I love Jell-O because it’s the most socially-acceptable food that is equal parts sustenance and toy. Just by eating it you’re kind of playing. I mean, who can eat Jell-O without tapping it with your spoon and watching it jiggle and undulate for hours? Give me a room and a Jell-O GIF and I’ll be occupied for a day.
Jell-O is also highly versatile. It’s a tasty frankenflavor dessert, a lifesaver for the infirm, you can mold it into any shape you like, and it’s a great place to suspend fruit or office supplies for practical joke purposes.
Jell-O is also one food loved most by the very young and the very old. We come in to the world eating Jell-O, and leave it eating Jell-O. If I made a graph titled “The love of Jell-O, by age” it would look like a U, high for babies and the elderly, lowest among those 40-ish or so (with a small spike around Jell-O shot age).

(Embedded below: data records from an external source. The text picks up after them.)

/// One parsed `%` directive of an output format.
#[derive(Clone, Copy, Debug, PartialEq, Eq)]
pub(crate) struct Conversion {
    /// Offset of the `%`.
    pub start: usize,
    /// Offset just past the conversion character.
    pub end: usize,
    pub flags: Flags,
    pub width: Option<usize>,
    pub precision: Option<usize>,
    pub length: Length,
    /// Conversion character.
    pub kind: u8,
}

impl Conversion {
    /// Parses the directive whose `%` is at `fmt[start]`.
    fn parse(fmt: &[u8], start: usize) -> std::result::Result<Self, &'static str> {
        let mut i = start + 1;
        let mut flags = Flags::default();
        while let Some(&c) = fmt.get(i) {
            match c {
                b'-' => flags.left = true,
                b'+' => flags.plus = true,
                b' ' => flags.space = true,
                b'#' => flags.alt = true,
                b'0' => flags.zero = true,
                _ => break,
            }
            i += 1;
        }

        if fmt.get(i) == Some(&b'*') {
            return Err("'*' width is not supported");
        }
        let width = parse_count(fmt, &mut i);

        let mut precision = None;
        if fmt.get(i) == Some(&b'.') {
            i += 1;
            if fmt.get(i) == Some(&b'*') {
                return Err("'*' precision is not supported");
            }
            precision = Some(parse_count(fmt, &mut i).unwrap_or(0));
        }

        let length = match fmt.get(i..i + 2) {
            Some(b"hh") => {
                i += 2;
                Length::Char
            }
            Some(b"ll") => {
                i += 2;
                Length::LongLong
            }
            _ => match fmt.get(i) {
                Some(b'h') => {
                    i += 1;
                    Length::Short
                }
                Some(b'l' | b'L' | b'q' | b'j' | b'z' | b't') => {
                    i += 1;
                    Length::Long
                }
                _ => Length::Int,
            },
        };

        match fmt.get(i) {
            None => Err("incomplete conversion"),
            Some(&kind) if b"cdiouxXeEfgGs".contains(&kind) => Ok(Self {
                start,
                end: i + 1,
                flags,
                width,
                precision,
                length,
                kind,
            }),
            Some(_) => Err("unsupported conversion"),
        }
    }

    fn is_float(&self) -> bool {
        matches!(self.kind, b'e' | b'E' | b'f' | b'g' | b'G')
    }
}

fn parse_count(fmt: &[u8], i: &mut usize) -> Option<usize> {
    let digits = fmt[*i..].iter().take_while(|b| b.is_ascii_digit()).count();
    if digits == 0 {
        return None;
    }
    let value = fmt[*i..*i + digits]
        .iter()
        .fold(0usize, |acc, &b| acc.saturating_mul(10).saturating_add(usize::from(b - b'0')));
    *i += digits;
    Some(value.min(MAX_FIELD))
}

fn bad_format(op: &'static str, reason: &'static str) -> Error {
    Error::eval(EvalErrorKind::BadFormat { op, reason })
}

/// Finds the one conversion in an output format, skipping `%%`.
///
/// Returns `None` if the format has no conversion at all.
pub(crate) fn single_conversion(fmt: &[u8], op: &'static str) -> Result<Option<Conversion>> {
    let mut found = None;
    let mut i = 0;
    while i < fmt.len() {
        if fmt[i] != b'%' {
            i += 1;
            continue;
        }
        if fmt.get(i + 1) == Some(&b'%') {
            i += 2;
            continue;
        }
        let conversion = Conversion::parse(fmt, i).map_err(|reason| bad_format(op, reason))?;
        if found.is_some() {
            return Err(bad_format(op, "more than one conversion"));
        }
        i = conversion.end;
        found = Some(conversion);
    }
    Ok(found)
}

/// Copies literal format text, collapsing `%%` to `%`.
fn push_literal(out: &mut Scratch, text: &[u8]) {
    let mut i = 0;
    while i < text.len() {
        out.push(text[i]);
        i += if text[i] == b'%' && text.get(i + 1) == Some(&b'%') { 2 } else { 1 };
    }
}

fn integer_argument(arg: &mut Value) -> i64 {
    i64::from(nint_index(arg.coerce_number()))
}

/// Writes `body` into `out` padded to the conversion's width.
///
/// `prefix` (sign, `0x`) stays in front of zero padding.
fn pad(out: &mut Scratch, conversion: &Conversion, prefix: &[u8], body: &[u8], zero_ok: bool) {
    let len = prefix.len() + body.len();
    let fill = conversion.width.unwrap_or(0).saturating_sub(len);
    if conversion.flags.left {
        out.push_bytes(prefix);
        out.push_bytes(body);
        (0..fill).for_each(|_| out.push(b' '));
    } else if conversion.flags.zero && zero_ok {
        out.push_bytes(prefix);
        (0..fill).for_each(|_| out.push(b'0'));
        out.push_bytes(body);
    } else {
        (0..fill).for_each(|_| out.push(b' '));
        out.push_bytes(prefix);
        out.push_bytes(body);
    }
}

fn sign_prefix(negative: bool, flags: Flags) -> &'static [u8] {
    if negative {
        b"-"
    } else if flags.plus {
        b"+"
    } else if flags.space {
        b" "
    } else {
        b""
    }
}

/// Renders `magnitude` in `radix`, honoring a minimum digit count.
fn digits(out: &mut Scratch, mut magnitude: u64, radix: u64, upper: bool, precision: Option<usize>) {
    let table: &[u8; 16] = if upper { b"0123456789ABCDEF" } else { b"0123456789abcdef" };
    let mut reversed = [0u8; 64];
    let mut n = 0;
    while magnitude > 0 {
        reversed[n] = table[(magnitude % radix) as usize];
        magnitude /= radix;
        n += 1;
    }
    let min_digits = precision.unwrap_or(1);
    (n..min_digits).for_each(|_| out.push(b'0'));
    for &d in reversed[..n].iter().rev() {
        out.push(d);
    }
}

fn format_integer(out: &mut Scratch, conversion: &Conversion, arg: &mut Value) {
    let value = integer_argument(arg);
    let mut body = Scratch::new();
    let zero_ok = conversion.precision.is_none();
    match conversion.kind {
        b'd' | b'i' => {
            let value = conversion.length.signed(value);
            digits(&mut body, value.unsigned_abs(), 10, false, conversion.precision);
            pad(out, conversion, sign_prefix(value < 0, conversion.flags), body.as_bytes(), zero_ok);
        }
        kind => {
            let value = conversion.length.unsigned(value);
            let (radix, upper) = match kind {
                b'o' => (8, false),
                b'x' => (16, false),
                b'X' => (16, true),
                _ => (10, false),
            };
            digits(&mut body, value, radix, upper, conversion.precision);
            let prefix: &[u8] = match kind {
                b'o' if conversion.flags.alt && body.as_bytes().first() != Some(&b'0') => b"0",
                b'x' if conversion.flags.alt && value != 0 => b"0x",
                b'X' if conversion.flags.alt && value != 0 => b"0X",
                _ => b"",
            };
            pad(out, conversion, prefix, body.as_bytes(), zero_ok);
        }
    }
}

fn format_float(out: &mut Scratch, conversion: &Conversion, value: f64) {
    let precision = conversion.precision.unwrap_or(DEFAULT_PRECISION);
    let upper = conversion.kind.is_ascii_uppercase();
    let magnitude = value.abs();
    let mut body = Scratch::new();
    // ScratchBuf never reports an error.
    let _ = match conversion.kind {
        b'f' => write_fixed(&mut body, magnitude, precision, upper),
        b'e' | b'E' => write_exp(&mut body, magnitude, precision, upper),
        _ => write_general(&mut body, magnitude, precision, conversion.flags.alt, upper),
    };
    if conversion.flags.alt && conversion.kind == b'f' && precision == 0 {
        body.push(b'.');
    }
    let negative = value.is_sign_negative() && !value.is_nan();
    let prefix = sign_prefix(negative, conversion.flags);
    pad(out, conversion, prefix, body.as_bytes(), value.is_finite());
}

fn format_value(out: &mut Scratch, conversion: &Conversion, arg: &mut Value) {
    match conversion.kind {
        b'c' => {
            let byte = integer_argument(arg).to_le_bytes()[0];
            pad(out, conversion, b"", &[byte], false);
        }
        b's' => {
            let text = arg.coerce_text();
            let bytes = text.as_bytes();
            let bytes = &bytes[..conversion.precision.map_or(bytes.len(), |p| p.min(bytes.len()))];
            pad(out, conversion, b"", bytes, false);
        }
        _ if conversion.is_float() => format_float(out, conversion, arg.coerce_number()),
        _ => format_integer(out, conversion, arg),
    }
}
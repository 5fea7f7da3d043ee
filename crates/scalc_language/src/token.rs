//! Expression elements recognized by the lexer.
//!
//! The infix grammar has two vocabularies. While an operand is expected the
//! lexer looks names up in [`OPERANDS`]; after an operand it uses
//! [`OPERATORS`]. Every element carries the priorities and stack effect the
//! compiler needs to place it in postfix order.

use crate::opcode::Opcode;

/// How the compiler treats an element.
#[derive(Clone, Copy, Debug, PartialEq, Eq)]
pub enum ElementKind {
    /// Pushes one value (fetches, constants, random numbers).
    Operand,
    /// A numeric literal, re-parsed from the source.
    LiteralOperand,
    /// A quoted string literal.
    StringOperand,
    /// A prefix function or operator, also `(`.
    UnaryOperator,
    /// A function taking a variable number of arguments.
    VarargOperator,
    /// An infix operator, also the `[` and `{` openers.
    BinaryOperator,
    /// `,`
    Separator,
    /// `)`
    CloseParen,
    /// `]`
    CloseBracket,
    /// `}`
    CloseCurly,
    /// `?` or `:`
    Conditional,
    /// `;`
    ExprTerminator,
    /// `:=`
    StoreOperator,
    /// `UNTIL`
    UntilOperator,
}

/// One entry of a lexical table.
#[derive(Clone, Copy, Debug, PartialEq, Eq)]
pub struct Element {
    /// Source spelling, matched case-insensitively.
    pub name: &'static str,
    /// Priority while sitting on the operator stack.
    pub stack_priority: i8,
    /// Priority when arriving from the source.
    pub incoming_priority: i8,
    /// Net change in evaluation stack depth once emitted.
    pub effect: i8,
    /// Compiler treatment.
    pub kind: ElementKind,
    /// Opcode emitted for this element, if any.
    pub code: Option<Opcode>,
}

impl Element {
    /// Returns the bracket byte if this element opens a group.
    #[must_use]
    pub fn opener(&self) -> Option<u8> {
        match self.name.as_bytes() {
            [b @ (b'(' | b'[' | b'{')] => Some(*b),
            _ => None,
        }
    }
}

const fn el(
    name: &'static str,
    stack_priority: i8,
    incoming_priority: i8,
    effect: i8,
    kind: ElementKind,
    code: Option<Opcode>,
) -> Element {
    Element {
        name,
        stack_priority,
        incoming_priority,
        effect,
        kind,
        code,
    }
}

const fn operand(name: &'static str, code: Opcode) -> Element {
    el(name, 0, 0, 1, ElementKind::Operand, Some(code))
}

const fn literal(name: &'static str) -> Element {
    el(name, 0, 0, 1, ElementKind::LiteralOperand, Some(Opcode::LiteralDouble))
}

const fn unary(name: &'static str, code: Opcode) -> Element {
    el(name, 9, 10, 0, ElementKind::UnaryOperator, Some(code))
}

const fn dyadic(name: &'static str, code: Opcode) -> Element {
    el(name, 9, 10, -1, ElementKind::UnaryOperator, Some(code))
}

const fn vararg(name: &'static str, code: Opcode) -> Element {
    el(name, 9, 10, 0, ElementKind::VarargOperator, Some(code))
}

const fn binary(name: &'static str, priority: i8, code: Opcode) -> Element {
    el(name, priority, priority, -1, ElementKind::BinaryOperator, Some(code))
}

const fn marker(name: &'static str, kind: ElementKind) -> Element {
    el(name, 0, 0, 0, kind, None)
}

/// Elements recognized where an operand is expected.
pub static OPERANDS: &[Element] = &[
    el("\"", 0, 0, 1, ElementKind::StringOperand, Some(Opcode::LiteralString)),
    el("'", 0, 0, 1, ElementKind::StringOperand, Some(Opcode::LiteralString)),
    unary("@", Opcode::ArrayFetch),
    unary("@@", Opcode::ArrayFetchStr),
    unary("!", Opcode::RelNot),
    el("(", 0, 10, 0, ElementKind::UnaryOperator, None),
    unary("-", Opcode::Neg),
    literal("."),
    literal("0"),
    literal("1"),
    literal("2"),
    literal("3"),
    literal("4"),
    literal("5"),
    literal("6"),
    literal("7"),
    literal("8"),
    literal("9"),
    literal("INF"),
    literal("NAN"),
    operand("A", Opcode::Fetch(0)),
    operand("B", Opcode::Fetch(1)),
    operand("C", Opcode::Fetch(2)),
    operand("D", Opcode::Fetch(3)),
    operand("E", Opcode::Fetch(4)),
    operand("F", Opcode::Fetch(5)),
    operand("G", Opcode::Fetch(6)),
    operand("H", Opcode::Fetch(7)),
    operand("I", Opcode::Fetch(8)),
    operand("J", Opcode::Fetch(9)),
    operand("K", Opcode::Fetch(10)),
    operand("L", Opcode::Fetch(11)),
    operand("M", Opcode::Fetch(12)),
    operand("N", Opcode::Fetch(13)),
    operand("O", Opcode::Fetch(14)),
    operand("P", Opcode::Fetch(15)),
    operand("AA", Opcode::FetchStr(0)),
    operand("BB", Opcode::FetchStr(1)),
    operand("CC", Opcode::FetchStr(2)),
    operand("DD", Opcode::FetchStr(3)),
    operand("EE", Opcode::FetchStr(4)),
    operand("FF", Opcode::FetchStr(5)),
    operand("GG", Opcode::FetchStr(6)),
    operand("HH", Opcode::FetchStr(7)),
    operand("II", Opcode::FetchStr(8)),
    operand("JJ", Opcode::FetchStr(9)),
    operand("KK", Opcode::FetchStr(10)),
    operand("LL", Opcode::FetchStr(11)),
    operand("VAL", Opcode::FetchVal),
    operand("SVAL", Opcode::FetchSval),
    operand("PI", Opcode::ConstPi),
    operand("D2R", Opcode::ConstD2R),
    operand("R2D", Opcode::ConstR2D),
    operand("S2R", Opcode::ConstS2R),
    operand("R2S", Opcode::ConstR2S),
    operand("RNDM", Opcode::Random),
    operand("NRNDM", Opcode::NormalRandom),
    unary("ABS", Opcode::Abs),
    unary("ACOS", Opcode::Acos),
    unary("ASIN", Opcode::Asin),
    unary("ATAN", Opcode::Atan),
    dyadic("ATAN2", Opcode::Atan2),
    unary("BYTE", Opcode::Byte),
    unary("CEIL", Opcode::Ceil),
    unary("COS", Opcode::Cos),
    unary("COSH", Opcode::Cosh),
    unary("DBL", Opcode::ToDouble),
    unary("$E", Opcode::Esc),
    unary("ESC", Opcode::Esc),
    unary("EXP", Opcode::Exp),
    vararg("FINITE", Opcode::Finite),
    unary("FLOOR", Opcode::Floor),
    unary("INT", Opcode::Nint),
    unary("ISINF", Opcode::IsInf),
    vararg("ISNAN", Opcode::IsNan),
    unary("LN", Opcode::LogE),
    unary("LOG", Opcode::Log10),
    unary("LOGE", Opcode::LogE),
    vararg("MAX", Opcode::Max),
    vararg("MIN", Opcode::Min),
    unary("NINT", Opcode::Nint),
    unary("NOT", Opcode::BitNot),
    dyadic("$P", Opcode::Printf),
    dyadic("PRINTF", Opcode::Printf),
    dyadic("$R", Opcode::BinRead),
    dyadic("READ", Opcode::BinRead),
    unary("SIN", Opcode::Sin),
    unary("SINH", Opcode::Sinh),
    unary("SQR", Opcode::Sqrt),
    unary("SQRT", Opcode::Sqrt),
    dyadic("$S", Opcode::Sscanf),
    dyadic("SSCANF", Opcode::Sscanf),
    unary("STR", Opcode::ToString),
    unary("TAN", Opcode::Tan),
    unary("TANH", Opcode::Tanh),
    unary("$T", Opcode::TrEsc),
    unary("TR_ESC", Opcode::TrEsc),
    dyadic("$W", Opcode::BinWrite),
    dyadic("WRITE", Opcode::BinWrite),
    unary("CRC16", Opcode::Crc16),
    unary("MODBUS", Opcode::Modbus),
    unary("LRC", Opcode::Lrc),
    unary("AMODBUS", Opcode::AModbus),
    unary("XOR8", Opcode::Xor8),
    unary("ADD_XOR8", Opcode::AddXor8),
    unary("LEN", Opcode::Len),
    el("UNTIL", 0, 10, 0, ElementKind::UntilOperator, Some(Opcode::Until)),
    unary("~", Opcode::BitNot),
];

/// Elements recognized after an operand.
pub static OPERATORS: &[Element] = &[
    binary("!=", 5, Opcode::NotEq),
    binary("#", 5, Opcode::NotEq),
    binary("%", 7, Opcode::Mod),
    binary("&", 3, Opcode::BitAnd),
    binary("&&", 3, Opcode::RelAnd),
    marker(")", ElementKind::CloseParen),
    el("[", 0, 11, -1, ElementKind::BinaryOperator, Some(Opcode::Subrange)),
    el("{", 0, 11, -1, ElementKind::BinaryOperator, Some(Opcode::Replace)),
    marker("]", ElementKind::CloseBracket),
    marker("}", ElementKind::CloseCurly),
    binary("*", 7, Opcode::Mul),
    binary("**", 8, Opcode::Power),
    binary("+", 6, Opcode::Add),
    marker(",", ElementKind::Separator),
    binary("-", 6, Opcode::Sub),
    binary("/", 7, Opcode::Div),
    el(":", 0, 0, -1, ElementKind::Conditional, Some(Opcode::CondElse)),
    el(":=", 1, 0, -1, ElementKind::StoreOperator, Some(Opcode::Store(0))),
    marker(";", ElementKind::ExprTerminator),
    binary("<", 5, Opcode::Less),
    binary("<<", 3, Opcode::ShiftLeft),
    binary("<=", 5, Opcode::LessEq),
    binary("=", 5, Opcode::Equal),
    binary("==", 5, Opcode::Equal),
    binary(">", 5, Opcode::Greater),
    binary(">=", 5, Opcode::GreaterEq),
    binary(">>", 3, Opcode::ShiftRight),
    el("?", 0, 0, -1, ElementKind::Conditional, Some(Opcode::CondIf)),
    binary("AND", 3, Opcode::BitAnd),
    binary("OR", 2, Opcode::BitOr),
    binary("XOR", 2, Opcode::BitXor),
    binary("^", 8, Opcode::Power),
    binary("|", 2, Opcode::BitOr),
    binary("||", 2, Opcode::RelOr),
    binary("-|", 6, Opcode::Sub),
    binary("|-", 6, Opcode::SubLast),
    binary(">?", 4, Opcode::MaxVal),
    binary("<?", 4, Opcode::MinVal),
];

/// Finds the longest element of `table` that prefixes `input`, ignoring
/// ASCII case.
#[must_use]
pub fn lookup(table: &'static [Element], input: &[u8]) -> Option<&'static Element> {
    table
        .iter()
        .filter(|e| {
            let name = e.name.as_bytes();
            input.len() >= name.len() && input[..name.len()].eq_ignore_ascii_case(name)
        })
        .max_by_key(|e| e.name.len())
}
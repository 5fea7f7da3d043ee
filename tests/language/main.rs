//! Integration tests for the language layer
//!
//! Tests for lexer, compiler, disassembler, and VM.

mod compiler;
mod disassembly;
mod lexer;
mod vm;
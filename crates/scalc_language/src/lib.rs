//! Lexer, compiler, disassembler, and bytecode VM for sCalc expressions.
//!
//! This crate provides:
//! - [`Lexer`] - Longest-match tokenization against the element tables
//! - [`compile`] - Shunting-Yard translation of infix text to postfix bytecode
//! - [`Bytecode`] - The compiled buffer and its instruction decoder
//! - [`pretty`] - Disassembly listings
//! - [`Vm`] - Stack-based interpreter over numbers and bounded strings
//!
//! # Example
//!
//! ```
//! use scalc_language::{Operands, Vm, compile};
//!
//! let code = compile("A*2+B").unwrap();
//! let mut numbers = [3.0, 1.0];
//! let mut registers = Operands::new(&mut numbers, &mut []);
//! let out = Vm::new().evaluate(&code, &mut registers).unwrap();
//! assert_eq!(out.number, 7.0);
//! assert_eq!(out.text, "7");
//! ```

#![warn(missing_docs)]
#![warn(clippy::all)]
#![warn(clippy::pedantic)]

pub mod compiler;
pub mod lexer;
pub mod opcode;
pub mod pretty;
pub mod token;
pub mod vm;


pub use compiler::{OPERATOR_STACK_SIZE, compile, compile_bytes, compile_into, postfix_capacity};
pub use lexer::Lexer;
pub use opcode::{Bytecode, Instruction, Instructions, Opcode, Operand, decode};
pub use pretty::{disassemble, disassemble_compact};
pub use vm::{MAX_LOOPS, Operands, Outcome, Registers, Vm, VmStats, eval};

It may not be filling, but Jell-O sure is fun.
— David HolubHate itJell-O jiggles on the plate, which isn’t natural. Food shouldn’t move of its own accord. Remember that scene in “Jurassic Park,” when the annoying little girl realizes a deadly T-rex is approaching because her green Jell-O is wriggling around wildly on the spoon? That freaks me out. And I don’t mean the dinosaur.
It’s sort of limp and flaccid, and often oddly colored, like toxic waste. When people devour Jell-O, they are wont to suck or slurp it into their mouths in a fairly unflattering, unappetizing way. I’d imagine it’s perfect for senior citizens who don’t have teeth and cannot chew. And I know children like it, because of the aforementioned nutty colors and how it can be molded into unique shapes and because it wobbles and quivers and kids enjoy that kind of kinetic entertainment.
I’ve also heard adults can consume alcoholic treats called “Jell-O shots,” but I’ve personally never had the pleasure. It’s just too gross.